RU486
Over the last decade the ability of women to access abortion services in Australia has become increasingly difficult due to government funding cutbacks and protests by the religious right outside abortion clinics.
In this context the invention of the abortion pill, also known as RU486, has the potential to undermine these restrictions. RU486 could be dispensed by general practitioners, allowing far easier access to abortion than currently exists. It would also be far cheaper than abortions carried out by the current surgical method and thus make abortion far more accessible to women on low incomes.
However, RU486 is one of the most strictly controlled drugs in Australia.

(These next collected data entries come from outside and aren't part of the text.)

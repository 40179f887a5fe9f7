//! User-facing surface: status indicator, image preview, predict trigger and
//! the ranked prediction list.

pub mod app;
pub mod controller;
pub mod events;
pub mod terminal;

#[cfg(test)]
pub(crate) mod testing;

pub use app::App;
pub use controller::{Controller, ControllerSettings, ModelPhase, ModelState};
pub use events::UiEvent;
pub use terminal::TerminalView;

use crate::types::{PredictionList, SelectedImage, StatusMessage};

/// Alert shown when predict is triggered before the model is ready
pub const MODEL_NOT_READY: &str = "El modelo no ha sido cargado aún. Por favor, espera un momento.";

/// Rendering surface driven by the controller
pub trait View {
    /// Update the status indicator (text, colour, visibility)
    fn show_status(&mut self, status: &StatusMessage);

    /// Blocking notification
    fn alert(&mut self, message: &str);

    /// Show the selected image
    fn show_preview(&mut self, image: &SelectedImage);

    /// Replace the whole prediction list
    fn render_list(&mut self, list: &PredictionList);

    /// Enable or disable the predict trigger
    fn set_predict_enabled(&mut self, enabled: bool);
}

Under the Therapeutic Goods Act, RU486 along with all abortifacients and anti-pregnancy drugs can only be approved for sale by the federal health minister. This politicising of RU486 and similar drugs has been condemned by the Family Planning Association and the Australian Medical Association.

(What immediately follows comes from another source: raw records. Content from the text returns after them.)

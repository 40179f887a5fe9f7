//! Terminal rendering of the classifier view

use crate::types::{PredictionList, SelectedImage, StatusMessage, StatusTone};
use crate::ui::View;
use std::io::{self, Write};
use tracing::warn;

const GREEN: &str = "\x1b[32m";
const RED: &str = "\x1b[31m";
const RESET: &str = "\x1b[0m";

/// Characters of the data URL echoed in the preview line
const DATA_URL_PREVIEW: usize = 48;

/// Writes the view to a terminal (or any writer)
pub struct TerminalView<W: Write> {
    out: W,
    color: bool,
}

impl TerminalView<io::Stdout> {
    pub fn stdout() -> Self {
        Self::new(io::stdout(), true)
    }
}

impl<W: Write> TerminalView<W> {
    pub fn new(out: W, color: bool) -> Self {
        Self { out, color }
    }

    pub fn into_inner(self) -> W {
        self.out
    }

    fn paint(&self, tone: StatusTone, text: &str) -> String {
        let code = match tone {
            StatusTone::Success => GREEN,
            StatusTone::Error => RED,
            StatusTone::Info => return text.to_string(),
        };
        if self.color {
            format!("{}{}{}", code, text, RESET)
        } else {
            text.to_string()
        }
    }

    fn write(&mut self, text: &str) {
        if let Err(e) = writeln!(self.out, "{}", text).and_then(|_| self.out.flush()) {
            warn!(error = %e, "Failed to write to terminal");
        }
    }
}

impl<W: Write> View for TerminalView<W> {
    fn show_status(&mut self, status: &StatusMessage) {
        if !status.visible {
            return;
        }
        let line = self.paint(status.tone, &status.text);
        self.write(&line);
    }

    fn alert(&mut self, message: &str) {
        self.write(&format!("[!] {}", message));
    }

    fn show_preview(&mut self, image: &SelectedImage) {
        let url: String = image.data_url().chars().take(DATA_URL_PREVIEW).collect();
        self.write(&format!(
            "Imagen: {} ({}, {} bytes) {}...",
            image.file_name(),
            image.mime_type(),
            image.len(),
            url
        ));
    }

    fn render_list(&mut self, list: &PredictionList) {
        if let PredictionList::Error(_) = list {
            for entry in list.entries() {
                let line = self.paint(StatusTone::Error, &format!("  • {}", entry));
                self.write(&line);
            }
            return;
        }
        for (rank, entry) in list.entries().iter().enumerate() {
            self.write(&format!("  {}. {}", rank + 1, entry));
        }
    }

    fn set_predict_enabled(&mut self, enabled: bool) {
        if !enabled {
            self.write("(prediciendo...)");
        }
    }
}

At the National Union of Students conference in December, a motion was moved calling on the federal government to lift its restrictions on the availability of RU486. Some conference delegates from the National Broad Left (NBL) caucus argued against the motion, claiming that the safety of RU486 was in doubt because the drug used in the pill is produced by a "multinational corporation", Roussel-Uclaf.
Of course Roussel-Uclaf and the other handful of other multinational companies that control the pharmaceuticals market seek to profit from the drugs they make and sell. But this is hardly a very logical argument for not opposing the government's ban on RU486.

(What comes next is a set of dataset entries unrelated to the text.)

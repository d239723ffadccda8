//! Notification facade consumed by order, payment and inventory services
//!
//! Call these methods only after the data store transaction has committed.
//! Delivery is fire-and-forget: nothing is returned, and no caller may rely on
//! a notification having reached a client.

use super::broadcaster::Broadcaster;
use super::topic::{EntityId, Topic};
use super::types::{
    DomainEvent, OrderItemStatus, OrderItemUpdate, OrderStatus, PaymentMethod, TableStatus,
};

/// Topics an event is published to, in publish order
pub fn topics_for(event: &DomainEvent) -> Vec<Topic> {
    match event {
        DomainEvent::OrderStatusChanged { order_id, .. }
        | DomainEvent::OrderItemStatusChanged { order_id, .. }
        | DomainEvent::OrderItemUpdated { order_id, .. }
        | DomainEvent::OrderCancelled { order_id }
        | DomainEvent::PaymentProcessed { order_id, .. } => vec![Topic::order(*order_id)],
        DomainEvent::NewOrder { .. } | DomainEvent::KitchenUpdate => vec![Topic::Kitchen],
        DomainEvent::OrderCompleted { order_id, .. } => {
            vec![Topic::order(*order_id), Topic::Kitchen]
        }
        DomainEvent::TableStatusChanged { table_id, .. } => {
            vec![Topic::table(*table_id), Topic::AllTables]
        }
        DomainEvent::StockUpdated { product_id, .. }
        | DomainEvent::StockReduced { product_id, .. } => {
            vec![Topic::product(*product_id), Topic::Inventory]
        }
    }
}

/// Publishes domain occurrences to live observers
///
/// Implementors provide `notify`; every domain method is a thin mapping onto it.
/// Injected into services as `Arc<dyn RealtimeNotifier>`.
pub trait RealtimeNotifier: Send + Sync {
    /// Route one event to its topics
    fn notify(&self, event: DomainEvent);

    fn order_status_changed(&self, order_id: EntityId, status: OrderStatus) {
        self.notify(DomainEvent::OrderStatusChanged { order_id, status });
    }

    fn order_item_status_changed(
        &self,
        order_id: EntityId,
        order_item_id: EntityId,
        status: OrderItemStatus,
    ) {
        self.notify(DomainEvent::OrderItemStatusChanged {
            order_id,
            order_item_id,
            status,
        });
    }

    fn order_item_updated(&self, order_id: EntityId, update: OrderItemUpdate) {
        self.notify(DomainEvent::OrderItemUpdated { order_id, update });
    }

    fn new_order(&self, order_id: EntityId, table_number: &str) {
        self.notify(DomainEvent::NewOrder {
            order_id,
            table_number: table_number.to_string(),
        });
    }

    fn order_cancelled(&self, order_id: EntityId) {
        self.notify(DomainEvent::OrderCancelled { order_id });
    }

    fn order_completed(&self, order_id: EntityId, table_number: &str) {
        self.notify(DomainEvent::OrderCompleted {
            order_id,
            table_number: table_number.to_string(),
        });
    }

    fn table_status_changed(&self, table_id: EntityId, status: TableStatus) {
        self.notify(DomainEvent::TableStatusChanged { table_id, status });
    }

    fn kitchen_update(&self) {
        self.notify(DomainEvent::KitchenUpdate);
    }

    fn payment_processed(
        &self,
        order_id: EntityId,
        amount: f64,
        method: PaymentMethod,
        is_fully_paid: bool,
    ) {
        self.notify(DomainEvent::PaymentProcessed {
            order_id,
            amount,
            method,
            is_fully_paid,
        });
    }

    fn stock_updated(&self, product_id: EntityId, product_name: &str, new_stock: i32) {
        self.notify(DomainEvent::StockUpdated {
            product_id,
            product_name: product_name.to_string(),
            new_stock,
        });
    }

    fn stock_reduced(
        &self,
        product_id: EntityId,
        product_name: &str,
        old_stock: i32,
        new_stock: i32,
        quantity_reduced: i32,
    ) {
        self.notify(DomainEvent::StockReduced {
            product_id,
            product_name: product_name.to_string(),
            old_stock,
            new_stock,
            quantity_reduced,
        });
    }
}

impl RealtimeNotifier for Broadcaster {
    fn notify(&self, event: DomainEvent) {
        // Each topic is an independent publish; an empty one is not an error
        for topic in topics_for(&event) {
            self.publish(&topic, &event);
        }
    }
}

#[cfg(test)]
mod tests {
    use super::*;
    use parking_lot::Mutex;
    use std::sync::Arc;

    /// Records events instead of publishing them
    #[derive(Default)]
    struct RecordingNotifier {
        events: Mutex<Vec<DomainEvent>>,
    }

    impl RealtimeNotifier for RecordingNotifier {
        fn notify(&self, event: DomainEvent) {
            self.events.lock().push(event);
        }
    }

    #[test]
    fn test_routing_table() {
        assert_eq!(
            topics_for(&DomainEvent::OrderStatusChanged {
                order_id: 1,
                status: OrderStatus::Ready
            }),
            vec![Topic::Order(1)]
        );
        assert_eq!(
            topics_for(&DomainEvent::OrderItemStatusChanged {
                order_id: 2,
                order_item_id: 20,
                status: OrderItemStatus::Ready
            }),
            vec![Topic::Order(2)]
        );
        assert_eq!(
            topics_for(&DomainEvent::OrderItemUpdated {
                order_id: 3,
                update: OrderItemUpdate::new(1, 1, "Soup", OrderItemStatus::Pending)
            }),
            vec![Topic::Order(3)]
        );
        assert_eq!(
            topics_for(&DomainEvent::NewOrder {
                order_id: 4,
                table_number: "4".into()
            }),
            vec![Topic::Kitchen]
        );
        assert_eq!(
            topics_for(&DomainEvent::OrderCancelled { order_id: 5 }),
            vec![Topic::Order(5)]
        );
        assert_eq!(
            topics_for(&DomainEvent::OrderCompleted {
                order_id: 6,
                table_number: "6".into()
            }),
            vec![Topic::Order(6), Topic::Kitchen]
        );
        assert_eq!(
            topics_for(&DomainEvent::TableStatusChanged {
                table_id: 7,
                status: TableStatus::Occupied
            }),
            vec![Topic::Table(7), Topic::AllTables]
        );
        assert_eq!(
            topics_for(&DomainEvent::KitchenUpdate),
            vec![Topic::Kitchen]
        );
        assert_eq!(
            topics_for(&DomainEvent::PaymentProcessed {
                order_id: 8,
                amount: 10.0,
                method: PaymentMethod::Cash,
                is_fully_paid: true
            }),
            vec![Topic::Order(8)]
        );
        assert_eq!(
            topics_for(&DomainEvent::StockUpdated {
                product_id: 9,
                product_name: "Flour".into(),
                new_stock: 1
            }),
            vec![Topic::Product(9), Topic::Inventory]
        );
        assert_eq!(
            topics_for(&DomainEvent::StockReduced {
                product_id: 9,
                product_name: "Flour".into(),
                old_stock: 2,
                new_stock: 1,
                quantity_reduced: 1
            }),
            vec![Topic::Product(9), Topic::Inventory]
        );
    }

    #[test]
    fn test_facade_methods_build_events() {
        let notifier = RecordingNotifier::default();
        notifier.order_status_changed(1, OrderStatus::Served);
        notifier.new_order(2, "T5");
        notifier.order_completed(2, "T5");
        notifier.kitchen_update();
        notifier.stock_reduced(3, "Basil", 10, 7, 3);

        let events = notifier.events.lock();
        assert_eq!(events.len(), 5);
        assert_eq!(
            events[0],
            DomainEvent::OrderStatusChanged {
                order_id: 1,
                status: OrderStatus::Served
            }
        );
        assert_eq!(
            events[1],
            DomainEvent::NewOrder {
                order_id: 2,
                table_number: "T5".into()
            }
        );
        assert_eq!(events[3], DomainEvent::KitchenUpdate);
        assert_eq!(
            events[4],
            DomainEvent::StockReduced {
                product_id: 3,
                product_name: "Basil".into(),
                old_stock: 10,
                new_stock: 7,
                quantity_reduced: 3
            }
        );
    }

    #[test]
    fn test_usable_as_trait_object() {
        let recorder = Arc::new(RecordingNotifier::default());
        let notifier: Arc<dyn RealtimeNotifier> = recorder.clone();
        notifier.order_cancelled(4);
        notifier.table_status_changed(2, TableStatus::Cleaning);
        assert_eq!(recorder.events.lock().len(), 2);
    }

    #[test]
    fn test_broadcaster_table_status_reaches_both_topics() {
        let hub = Broadcaster::default();
        let table_board = hub.connect();
        let floor_board = hub.connect();
        let other_table = hub.connect();
        hub.subscribe(Topic::table(4), &table_board);
        hub.subscribe(Topic::AllTables, &floor_board);
        hub.subscribe(Topic::table(5), &other_table);

        hub.table_status_changed(4, TableStatus::Occupied);

        let frame = r#"{"event":"TableStatusChanged","args":[4,"occupied"]}"#;
        assert_eq!(table_board.try_recv().unwrap().frame(), frame);
        assert_eq!(floor_board.try_recv().unwrap().frame(), frame);
        assert!(other_table.try_recv().is_none());
    }

    #[test]
    fn test_broadcaster_partial_delivery_is_fine() {
        let hub = Broadcaster::default();
        let inventory = hub.connect();
        hub.subscribe(Topic::Inventory, &inventory);

        // No product:11 subscribers; inventory still gets it
        hub.stock_updated(11, "Olive oil", 4);
        let message = inventory.try_recv().unwrap();
        assert_eq!(message.event, "StockUpdated");
        assert_eq!(message.args[1], "Olive oil");
    }
}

In capitalist countries just about everything people need — from food to medicines — is produced by multinational companies, since this is the dominant form of capitalist business organisation.
Those members of the NBL who argued against supporting the legalisation of RU486 were also concerned about the manner in which other reproductive drugs have been used. Depo provera, for example, is a long-lasting injected contraceptive which has been used to forcibly sterilise women in Third World countries like Indonesia. In the United States, black women have been pressured to use Depo provera and norplant in order to gain eligibility for welfare payments.
However, these examples illustrate the need to ensure that women have greater choice in access to reproductive technology, not that any demonstrably safe reproductive technology should be outlawed.
While RU486 is not a suitable fertility control treatment for all women, the rate of death and side effects from its use is similar to that for surgical abortion and minute compared to childbirth.
RU486 is an alternative to surgical abortion procedures. It does not substitute for them, nor can it remove the need for a concerted nationwide campaign to repeal all anti-abortion laws because of its limited application in terminating a pregnancy. Surgical methods are still a vital service for women and feminists need to demand that this service is made more readily accessible for those women who choose it.
Similarly, expanding women's freedom from forced pregnancy and childbirth requires expanding women's choices regarding fertility control technologies. Ending the government's ban on the importation and sale of RU486 would be a further advance in the struggle against the oppression of women.